The virus spreads more in communal areas with higher numbers of people passing through.

The corona virus is still circulating yet in many countries are taking steps to relax restrictions. 
If you have been asked to back to work or send your children return to school, how can you minimize the risk of infection to yourself and your family??

Although there are still many unknowns about the virus, a increasing amount of data on how it transmits and survives on surfaces can guide our decisions.

You are most likely to catch the SARS-CoV-2 virus by spending a long time near an infected person in an enclosed space. Researchers in Guangzhou, China, examined how the virus was transmitted between 340 people with confirmed infections and the people they had contact with. 

They found that the risk of the infection being passed on at home or by repeated contact with the same person was approximately Ten times bigger than the risk of passing it on in a hospital and hundred times bigger than doing so on public transport.

Outside the home, it's difficult to rank the relative risks, because environments vary so widely. what we can say is that SARS-CoV-2 spread tends to be higher in communal areas where there are higher numbers of people passing through or in areas where there is more physical engagement with the surroundings, for example door handles, desks and computer keyboards, says Seema Jasim at the MRC University of Glasgow Center for Virus Research, UK.

The risk also seems to be higher when people are more physically active. Investigations into a cluster of cases in the Korean city of Cheonan revealed that eight fitness instructors became infected with the virus after attending a four hour at Zumba workshop. Some of them subsequently passed it on to students during classes which involved high intensity exercise in a small indoor studio.

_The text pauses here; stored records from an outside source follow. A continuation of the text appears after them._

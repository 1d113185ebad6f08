//! Snapshot-based undo/redo history, kept per file.
//!
//! [`HistoryManager`] owns one [`FileHistory`] per workspace-relative path.
//! Each history is a linear stack of full-content [`Snapshot`]s with a current
//! position; recording after an undo discards the redo branch. Histories are
//! unbounded unless [`HistoryConfig::max_snapshots`] is set.
//!
//! [`SnapshotTimer`] samples the active editor on a fixed interval and records
//! a snapshot only when the content changed.

mod file_history;
mod snapshot;
mod timer;

pub use file_history::{FileHistory, HistoryError};
pub use snapshot::{CursorPosition, ScrollPosition, Snapshot, now_millis};
pub use timer::{DEFAULT_SNAPSHOT_INTERVAL, SnapshotTimer, StateAccessor, TickOutcome};

use relative_path::{RelativePath, RelativePathBuf};
use serde::{Deserialize, Serialize};
use std::collections::BTreeMap;

#[derive(Debug, Clone, Copy, Default, PartialEq, Eq, Serialize, Deserialize)]
#[serde(default)]
pub struct HistoryConfig {
    /// Opt-in cap on snapshots kept per file; `None` keeps everything
    pub max_snapshots: Option<usize>,
}

/// Editor state for the active file, as reported by the editing surface
#[derive(Debug, Clone, PartialEq)]
pub struct FileState {
    pub file_path: RelativePathBuf,
    pub content: String,
    pub cursor: CursorPosition,
    pub scroll: ScrollPosition,
}

/// Per-file snapshot histories for one workspace
#[derive(Debug, Clone, Default)]
pub struct HistoryManager {
    histories: BTreeMap<RelativePathBuf, FileHistory>,
    config: HistoryConfig,
}

impl HistoryManager {
    pub fn new() -> Self {
        Self::default()
    }

    pub fn with_config(config: HistoryConfig) -> Self {
        Self {
            histories: BTreeMap::new(),
            config,
        }
    }

    /// Resume from histories loaded out of a session file
    pub fn from_histories(
        histories: BTreeMap<RelativePathBuf, FileHistory>,
        config: HistoryConfig,
    ) -> Self {
        Self { histories, config }
    }

    pub fn into_histories(self) -> BTreeMap<RelativePathBuf, FileHistory> {
        self.histories
    }

    pub fn histories(&self) -> &BTreeMap<RelativePathBuf, FileHistory> {
        &self.histories
    }

    pub fn config(&self) -> HistoryConfig {
        self.config
    }

    pub fn history(&self, file_path: &RelativePath) -> Option<&FileHistory> {
        self.histories.get(file_path)
    }

    pub fn current_snapshot(&self, file_path: &RelativePath) -> Option<&Snapshot> {
        self.history(file_path).and_then(FileHistory::current)
    }

    /// Number of files with a history
    pub fn file_count(&self) -> usize {
        self.histories.len()
    }

    /// Record the given state as a new snapshot timestamped now
    pub fn create_snapshot(
        &mut self,
        file_path: &RelativePath,
        content: impl Into<String>,
        cursor: CursorPosition,
        scroll: ScrollPosition,
    ) -> &Snapshot {
        self.push_snapshot(file_path, Snapshot::new(content, cursor, scroll))
    }

    /// Append an already-built snapshot to a file's history, creating the
    /// history on first use
    pub fn push_snapshot(&mut self, file_path: &RelativePath, snapshot: Snapshot) -> &Snapshot {
        let max_snapshots = self.config.max_snapshots;
        let history = self
            .histories
            .entry(file_path.to_relative_path_buf())
            .or_default();
        let recorded = history.push(snapshot, max_snapshots);
        log::debug!(
            "Recorded snapshot for {file_path} ({} bytes)",
            recorded.content.len()
        );
        recorded
    }

    /// Record `state` unless its content equals the snapshot at the current
    /// position. Returns whether a snapshot was added.
    pub fn record_if_changed(&mut self, state: FileState) -> bool {
        let unchanged = self
            .current_snapshot(&state.file_path)
            .is_some_and(|current| current.content == state.content);
        if unchanged {
            return false;
        }

        self.create_snapshot(&state.file_path, state.content, state.cursor, state.scroll);
        true
    }

    pub fn undo(&mut self, file_path: &RelativePath) -> Option<&Snapshot> {
        self.histories.get_mut(file_path)?.undo()
    }

    pub fn redo(&mut self, file_path: &RelativePath) -> Option<&Snapshot> {
        self.histories.get_mut(file_path)?.redo()
    }

    pub fn can_undo(&self, file_path: &RelativePath) -> bool {
        self.history(file_path).is_some_and(FileHistory::can_undo)
    }

    pub fn can_redo(&self, file_path: &RelativePath) -> bool {
        self.history(file_path).is_some_and(FileHistory::can_redo)
    }

    /// Drop a file's history entirely, returning it if there was one
    pub fn clear_history(&mut self, file_path: &RelativePath) -> Option<FileHistory> {
        let removed = self.histories.remove(file_path);
        if removed.is_some() {
            log::debug!("Cleared history for {file_path}");
        }
        removed
    }

    pub fn clear_all_histories(&mut self) {
        log::debug!("Clearing history for {} file(s)", self.histories.len());
        self.histories.clear();
    }
}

The most warm atmosphere coupled with turbulent air flow generated by intense physical exercise can cause more dense transmission of isolated droplets. However, students attending yoga and Pilates classes in the same space did not become infected.

Regular thorough hand washing is still advised. It remains unclear how long the virus can survive and remain infectious on surfaces.

If surfaces have been contaminated with droplets from an infected person, there might be sufficient virus to infect a person who touches the surface and subsequently transfers the virus to their mouth, nose, eyes or face. However, if they wash their hands thoroughly with soap and warm water for a minimum of 20 seconds, any virus on their hands will be destroyed. 

A recent study revealed that hand washing 6 - 10 times a day is associated with a 36% reduction in the risk of becoming infected with the COVID-19.

Because soap dissolves the virus’s fatty outer envelope, washing with water but no soap is not as effective. Alcohol hand rubs work, but are only necessary where there is no access to hand washing facilities.